Eberhardt, L.; Reuss, F.; Nieto-Blazquez, M. E.; Hetzer, J.; Feldmeyer, B.; Pfenninger, M.

As climate change accelerates, the persistence of long-lived organisms increasingly depends on their capacity to adapt in situ. While phenotypic plasticity provides an immediate buffer, it remains uncertain whether forest trees can evolve rapidly enough to track shifting climatic niches. Here, we investigate the adaptive potential of European beech (Fagus sylvatica L.), a keystone temperate species, by leveraging different growth classes as a quasi-time-series. This approach allows us to compare growth classes established under the relatively stable climate of the early 20th century against those regenerating under contemporary warming (+1.1 {degrees}C global mean temperature increase). Integrating pool-sequencing data from three growth classes across 43 sites in Germany with satellite-derived environmental stress indicators, we characterised past, current and projected future climate-driven selection. We detected rapid, genome-wide selective sweeps between the oldest and youngest growth classes, particularly in sites already exceeding their historical climatic niche (defined as the 95% confidence interval of pre-warming conditions).

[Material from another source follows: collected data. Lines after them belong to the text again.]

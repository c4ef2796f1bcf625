//! Farmer ledger: folds decoded Beanstalk events into silo and field balances.
//!
//! `EventProcessor` owns the state and applies events one at a time through a
//! `Reducer`. Rules for the silo (deposits, withdrawals) and the field (plots)
//! live in their own modules; rejected events never leave partial changes.

pub mod error;
pub mod field;
pub mod params;
pub mod processor;
pub mod reducer;
mod silo;
pub mod state;
pub mod summary;
pub mod traits;

pub use error::{Inconsistency, LedgerError, LedgerResult, ReplayError};
pub use field::PlotLedger;
pub use params::{ProcessingParams, Whitelist};
pub use processor::{chain_order, EventProcessor};
pub use reducer::FarmerReducer;
pub use state::{DepositCrate, FarmerState, SeasonMap, TokenMap, WithdrawalCrate};
pub use summary::{TokenSiloBalance, WithdrawalBucket, WithdrawalSummary};
pub use traits::Reducer;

Notably, selection signatures have shifted over time: while older classes show signatures related to biotic interactions, younger cohorts exhibit intense selection on genes managing abiotic heat and drought stress. In the warmest regions, we estimated exceptionally high selection coefficients (s{approx}2), suggesting intense selection where beech trees exceed their ancestral niche. In older growth classes, distance and geology account for genetic differences between populations but in young growth classes climate is the primary factor, highlighting the importance of climate change. However, predictive modelling reveals a critical threshold to this resilience. While adaptive potential appears sufficient to maintain population persistence under low-emission scenarios (SSP1-2.6), high-emission trajectories (SSP5-8.5) are projected to rapidly outpace the species' evolutionary capacity. These findings demonstrate that while trees can undergo remarkably rapid genomic shifts, the sheer velocity of unmitigated climate change threatens to exceed the fundamental limits of forest adaptation.